Jan 24, 2011

New Beginnings

One of the things I love about my job, and about knitting, is that we get to take things in small bites, and begin again whenever we want.

It's the beginning of a new semester here at my high school, and students are setting new goals for themselves, prepping new folders with promises to stay organized, and reveling in the fact that they all have 100% in my class for at least one day.  The school year has such a comforting and predictable cycle.  Students rev up for the beginning of the semester, work hard through the term until they get to a hard unit, or forget to turn in an assignment.  Each of them deals with the increased stress in different ways.  Some give up.  Some ask for help.  Some buckle down and put forth one extreme effort.  But one way or another, the semester comes to an end with one stressful week filled with tests asking them to sum up their knowledge in a 90 minute final exam.  This week, our exams are over, and we have a few different faces in our classes just to change the dynamics up a bit.  Honestly, I love this.  In what other job can you start fresh with a clean slate?   Even with the snow flying today, Hope is poking her head up and giving me new enthusiasm for working with my students.

Isn't knitting like that sometimes?  You fall in love with a yarn, or a pattern and knit with great gusto until you hit a hard bit.  Often I choose projects for social knitting, and when I get to the shaping, I need some quiet time at home to work through the counting parts. . .Sometimes I stall out when I make a mistake and am loathe to rip it out.  Other times, I'll leave projects sitting without buttons for months. . .dreading the final finishing work (It takes minutes!  What am I thinking?).  Or a sleeve can my undoing at times--I've been known to have multiple sweaters done but for the sleeves.  Blocking, seaming, repairing, all of these take me away from the project I once loved; but with knitting, I don''t have a teacher encouraging me to muscle through to the end.  Don't you think our finished objects a bit like our final exams?  When we wear a new scarf or shawl, or slide into that new sweater, we know that we've finished.  We've gotten to the end of our "semester" and can proudly (or in the case of some of my students, humbly) say to the world, "Look at what I did!  Aren't I clever?"
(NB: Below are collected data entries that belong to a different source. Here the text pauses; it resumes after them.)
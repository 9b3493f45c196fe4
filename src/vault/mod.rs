pub mod auth;
pub mod catalog;
pub mod client;
pub mod credentials;
pub mod response;
pub mod session;
pub mod token;

use reqwest::{redirect, Client};
use std::time::Duration;

use credentials::AuthMechanism;

/// Every downstream path is rooted here, relative to the instance base URL
pub const API_ROOT: &str = "PasswordVault/API/";

pub const LOGOFF_PATH: &str = "auth/Logoff";

pub const DEFAULT_TIMEOUT_SECS: u64 = 30;

/// Logon path, relative to `API_ROOT`, for an authentication mechanism
pub fn logon_path(mechanism: AuthMechanism) -> &'static str {
    match mechanism {
        AuthMechanism::Vault => "auth/CYBERARK/Logon",
        AuthMechanism::Ldap => "auth/LDAP/Logon",
        AuthMechanism::Windows => "auth/Windows/Logon",
        AuthMechanism::Radius => "auth/RADIUS/Logon",
    }
}

/// Append a `/` unless the URL already ends with one
pub fn ensure_trailing_slash(url: &str) -> String {
    if url.ends_with('/') {
        url.to_string()
    } else {
        format!("{url}/")
    }
}

/// Create the HTTP client used for every vault call.
///
/// Redirects are not followed so that a bounce to a web login page is seen
/// as a 301/302 instead of a 200 carrying HTML.
pub fn create_http_client(timeout: Duration) -> Result<Client, reqwest::Error> {
    Client::builder()
        .timeout(timeout)
        .redirect(redirect::Policy::none())
        .use_rustls_tls()
        .build()
}
use chrono::Utc;
use reqwest::Client;
use serde_json::json;

use super::credentials::Credentials;
use super::session::SessionSeed;
use super::response::classify;
use super::token::{is_html_body, preview, preview_with_limit, sanitize_token, token_fingerprint};
use super::{ensure_trailing_slash, logon_path, API_ROOT, LOGOFF_PATH};
use crate::utils::errors::GatewayFailure;

pub struct VaultAuth {
    client: Client,
}

impl VaultAuth {
    pub fn new(client: Client) -> Self {
        Self { client }
    }

    /// Log on to the vault and turn the returned token into a session seed.
    ///
    /// One attempt only; failures come back classified.
    pub async fn acquire(&self, credentials: &Credentials) -> Result<SessionSeed, GatewayFailure> {
        let base_url = ensure_trailing_slash(&credentials.base_url);
        let url = format!(
            "{base_url}{API_ROOT}{}",
            logon_path(credentials.auth_mechanism)
        );

        tracing::info!(
            "Authenticating {} via {} at {url}",
            credentials.username,
            credentials.auth_mechanism
        );

        let mut payload = json!({
            "username": credentials.username,
            "password": credentials.password,
            "concurrentSession": credentials.allow_concurrent_sessions,
        });
        if let Some(new_password) = &credentials.new_password {
            payload["newPassword"] = json!(new_password);
        }

        let response = self
            .client
            .post(&url)
            .header("Content-Type", "application/json")
            .json(&payload)
            .send()
            .await
            .map_err(GatewayFailure::network)?;

        let status = response.status();
        // The token arrives as a bare string, so the body is read as text
        let body = response.text().await.map_err(GatewayFailure::network)?;

        if !status.is_success() {
            let failure = classify(status, &body);
            tracing::warn!("Authentication failed: {failure}");
            return Err(failure);
        }

        if is_html_body(&body) {
            tracing::warn!(
                "HTML page received instead of a token: {}",
                preview_with_limit(&body, 200)
            );
            return Err(GatewayFailure::unexpected_format(
                "Server returned an HTML page instead of a token. Check the URL and credentials.",
            )
            .with_status(status.as_u16())
            .with_details(preview(&body)));
        }

        let token = sanitize_token(&body);
        if token.is_empty() {
            return Err(GatewayFailure::unexpected_format(
                "Authentication succeeded but the vault returned an empty token",
            )
            .with_status(status.as_u16()));
        }

        tracing::info!(
            "Authenticated {} (token fingerprint {})",
            credentials.username,
            token_fingerprint(&token)
        );

        Ok(SessionSeed::new(
            token,
            base_url,
            credentials.username.clone(),
            Utc::now(),
        ))
    }

    /// Invalidate a token on the vault side. Any 2xx counts as success.
    pub async fn logoff(&self, base_url: &str, token: &str) -> Result<(), GatewayFailure> {
        let url = format!("{}{API_ROOT}{LOGOFF_PATH}", ensure_trailing_slash(base_url));
        tracing::debug!("Logging off token {} at {url}", token_fingerprint(token));

        let response = self
            .client
            .post(&url)
            .header("Authorization", token)
            .send()
            .await
            .map_err(GatewayFailure::network)?;

        let status = response.status();
        if status.is_success() {
            tracing::info!("Logged off from {base_url}");
            return Ok(());
        }

        let body = response.text().await.map_err(GatewayFailure::network)?;
        let failure = classify(status, &body);
        tracing::warn!("Logoff failed: {failure}");
        Err(failure)
    }
}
What final exams haven't you taken yet?  A friend is waiting to spend a gift certificate at her LYS until she finishes all of her UFOs.  Another must complete two objects before she can cast on one.  Yet another promises to have less than three UFOs by the end of 2011.  Our guild promised no casting on during Lent for a few years in a row in hopes of clearing away the rubble in our knitting baskets.  We all find ways to create intrinsic motivation for pushing ahead to the final exam.  Or avoiding it.  My UFO pile is somewhat staggering.

I finished a design this weekend and posted it on Ravelry for sale.  My mittens have thumbs.  A sweater and hat made it to completion, and I frogged a small project I know I'll never finish.  I'm eager to start my new semester and find out where my quest for knitting knowledge takes me. . .but instead, I think I'll dig into the UFO pile and finish up at least one final exam first.  I'll let you know how it goes.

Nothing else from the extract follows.